**INFORMATION SHOWN**
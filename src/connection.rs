//! Live client connections.
//!
//! A [`Connection`] is the registry's view of an accepted socket: its id,
//! addresses, liveness and the write side of the transport. The read side
//! is owned by the session driving the connection, so no lock is ever held
//! while a session waits for bytes.

use async_trait::async_trait;
use chrono::{DateTime, Utc};
use std::io;
use std::net::SocketAddr;
use std::sync::atomic::{AtomicBool, Ordering};
use tokio::io::AsyncWriteExt;
use tokio::net::tcp::OwnedWriteHalf;
use tokio::sync::{watch, Mutex};

/// Write/close capability of an accepted socket.
#[async_trait]
pub trait Transport: Send + Sync {
    /// Write the whole buffer.
    async fn write_all(&self, buf: &[u8]) -> io::Result<()>;

    /// Close the transport. Pending reads on the other half observe EOF
    /// or an error once the socket is released.
    async fn close(&self) -> io::Result<()>;

    /// Local endpoint.
    fn local_addr(&self) -> SocketAddr;

    /// Remote endpoint.
    fn peer_addr(&self) -> SocketAddr;
}

/// [`Transport`] over the write half of a tokio TCP stream.
pub struct TcpTransport {
    writer: Mutex<OwnedWriteHalf>,
    local_addr: SocketAddr,
    peer_addr: SocketAddr,
}

impl TcpTransport {
    pub fn new(writer: OwnedWriteHalf, local_addr: SocketAddr, peer_addr: SocketAddr) -> Self {
        Self {
            writer: Mutex::new(writer),
            local_addr,
            peer_addr,
        }
    }
}

#[async_trait]
impl Transport for TcpTransport {
    async fn write_all(&self, buf: &[u8]) -> io::Result<()> {
        let mut writer = self.writer.lock().await;
        writer.write_all(buf).await?;
        writer.flush().await
    }

    async fn close(&self) -> io::Result<()> {
        self.writer.lock().await.shutdown().await
    }

    fn local_addr(&self) -> SocketAddr {
        self.local_addr
    }

    fn peer_addr(&self) -> SocketAddr {
        self.peer_addr
    }
}

/// A registered client connection.
pub struct Connection {
    id: u64,
    transport: Box<dyn Transport>,
    alive: AtomicBool,
    /// Flipped to `true` exactly once, when `alive` goes false.
    closed: watch::Sender<bool>,
    connected_at: DateTime<Utc>,
}

impl Connection {
    /// Wrap a freshly accepted transport. New connections start alive.
    pub fn new(id: u64, transport: impl Transport + 'static) -> Self {
        Self {
            id,
            transport: Box::new(transport),
            alive: AtomicBool::new(true),
            closed: watch::Sender::new(false),
            connected_at: Utc::now(),
        }
    }

    pub fn id(&self) -> u64 {
        self.id
    }

    pub fn is_alive(&self) -> bool {
        self.alive.load(Ordering::Acquire)
    }

    pub fn local_addr(&self) -> SocketAddr {
        self.transport.local_addr()
    }

    pub fn remote_addr(&self) -> SocketAddr {
        self.transport.peer_addr()
    }

    /// Remote IP as text, without the port.
    pub fn remote_host(&self) -> String {
        self.remote_addr().ip().to_string()
    }

    pub fn connected_at(&self) -> DateTime<Utc> {
        self.connected_at
    }

    /// Time since the connection was accepted.
    pub fn lifetime(&self) -> chrono::Duration {
        Utc::now() - self.connected_at
    }

    /// Write a frame to the peer.
    pub async fn write(&self, buf: &[u8]) -> io::Result<()> {
        if !self.is_alive() {
            return Err(io::Error::new(
                io::ErrorKind::NotConnected,
                format!("connection {} is closed", self.id),
            ));
        }
        self.transport.write_all(buf).await
    }

    /// Mark the connection dead.
    ///
    /// Returns `true` only for the caller that performed the transition;
    /// that caller is responsible for closing the transport.
    pub(crate) fn mark_dead(&self) -> bool {
        let was_alive = self.alive.swap(false, Ordering::AcqRel);
        if was_alive {
            self.closed.send_replace(true);
        }
        was_alive
    }

    pub(crate) async fn close_transport(&self) -> io::Result<()> {
        self.transport.close().await
    }

    /// Resolves once the connection has been marked dead.
    pub async fn closed(&self) {
        let mut rx = self.closed.subscribe();
        // The sender lives as long as `self`, so this cannot fail while we
        // hold a reference.
        let _ = rx.wait_for(|closed| *closed).await;
    }
}

impl std::fmt::Debug for Connection {
    fn fmt(&self, f: &mut std::fmt::Formatter<'_>) -> std::fmt::Result {
        f.debug_struct("Connection")
            .field("id", &self.id)
            .field("alive", &self.is_alive())
            .field("local", &self.local_addr())
            .field("remote", &self.remote_addr())
            .field("connected_at", &self.connected_at)
            .finish()
    }
}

**EXERCISE PROMPT**
Check each line of the listing above for the string "chrono" and return those that contain it.

**RESULT FOR THIS EXERCISE**
use chrono::{DateTime, Utc};
    pub fn lifetime(&self) -> chrono::Duration {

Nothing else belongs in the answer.